■ Supplied material
//! Animated logo host: turns configuration changes into transitions.

use std::time::Duration;

use crate::animation::ease::Ease;
use crate::animation::transition::LogoTransition;
use crate::foundation::color::Color;
use crate::foundation::core::{Rect, Size};
use crate::foundation::geometry::EdgeInsets;
use crate::logo::decoration::{DEFAULT_COLOR, DEFAULT_TEXT_COLOR, LogoDecoration};
use crate::logo::label::LabelFont;
use crate::logo::painter::LogoPainter;
use crate::logo::style::LogoStyle;
use crate::render::display_list::DisplayList;

/// Square size used when a view does not set one.
pub const AMBIENT_ICON_SIZE: f64 = 24.0;
/// Default transition length.
pub const DEFAULT_DURATION: Duration = Duration::from_millis(750);

/// Everything a [`LogoView`] is configured with.
#[derive(Clone, Debug, PartialEq)]
pub struct LogoViewConfig {
    /// Mark color.
    pub color: Color,
    /// Label color.
    pub text_color: Color,
    /// Target style.
    pub style: LogoStyle,
    /// Margin around the painted logo.
    pub margin: EdgeInsets,
    /// Length of the transition started by a change.
    pub duration: Duration,
    /// Curve of that transition.
    pub curve: Ease,
    /// Explicit square size; falls back to the ambient size.
    pub size: Option<f64>,
    /// Label font; without one the label uses estimated metrics.
    pub font: Option<LabelFont>,
}

impl Default for LogoViewConfig {
    fn default() -> Self {
        Self {
            color: DEFAULT_COLOR,
            text_color: DEFAULT_TEXT_COLOR,
            style: LogoStyle::default(),
            margin: EdgeInsets::ZERO,
            duration: DEFAULT_DURATION,
            curve: Ease::default(),
            size: None,
            font: None,
        }
    }
}

impl LogoViewConfig {
    /// Settled decoration described by this configuration.
    pub fn decoration(&self) -> LogoDecoration {
        LogoDecoration::new(self.style)
            .with_color(self.color)
            .with_text_color(self.text_color)
            .with_margin(self.margin)
    }
}

/// A logo that animates towards its latest configuration.
#[derive(Debug)]
pub struct LogoView {
    config: LogoViewConfig,
    painter: LogoPainter,
    transition: LogoTransition,
}

impl LogoView {
    /// View showing `config` without an entry animation.
    pub fn new(config: LogoViewConfig) -> Self {
        let painter = LogoPainter::new(config.text_color, config.font.clone());
        let transition = LogoTransition::settled(config.decoration());
        Self {
            config,
            painter,
            transition,
        }
    }

    /// Current configuration.
    pub fn config(&self) -> &LogoViewConfig {
        &self.config
    }

    /// Painter in use.
    pub fn painter(&self) -> &LogoPainter {
        &self.painter
    }

    /// Running (or last) transition.
    pub fn transition(&self) -> &LogoTransition {
        &self.transition
    }

    /// Apply a new configuration at clock time `now`.
    ///
    /// A transition from whatever is on screen starts only when the new decoration differs from
    /// the current target; decorations that differ only in style or margin compare equal and are
    /// not animated. The painter is rebuilt only when the text color or font changes.
    pub fn set_config(&mut self, config: LogoViewConfig, now: Duration) {
        if !self
            .painter
            .serves(config.text_color, config.font.as_ref())
        {
            self.painter = LogoPainter::new(config.text_color, config.font.clone());
        }

        let target = config.decoration();
        if target != self.transition.end {
            let shown = self.transition.sample(now);
            tracing::debug!(
                from = shown.position(),
                to = target.position(),
                duration_ms = config.duration.as_millis() as u64,
                "transition started"
            );
            self.transition = LogoTransition {
                begin: Some(shown),
                end: target,
                start: now,
                duration: config.duration,
                curve: config.curve,
            };
        }
        self.config = config;
    }

    /// Square this view wants, given the ambient icon size.
    pub fn layout_size(&self, ambient: f64) -> Size {
        let side = self.config.size.unwrap_or(ambient);
        Size::new(side, side)
    }

    /// Decoration on screen at `now`.
    pub fn decoration_at(&self, now: Duration) -> LogoDecoration {
        self.transition.sample(now)
    }

    /// `true` while a transition is still running at `now`.
    pub fn is_animating(&self, now: Duration) -> bool {
        !self.transition.is_finished(now)
    }

    /// Record the frame at `now` into `rect`.
    pub fn paint(&self, now: Duration, rect: Rect, list: &mut DisplayList) {
        self.painter.paint(&self.decoration_at(now), rect, list);
    }
}

#[cfg(test)]
#[path = "../../tests/unit/view/logo_view.rs"]
mod tests;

■ Exercise description
Scan the records above for the string "only", then report every line that contains it.

■ Expected answer
    /// A transition from whatever is on screen starts only when the new decoration differs from
    /// the current target; decorations that differ only in style or margin compare equal and are
    /// not animated. The painter is rebuilt only when the text color or font changes.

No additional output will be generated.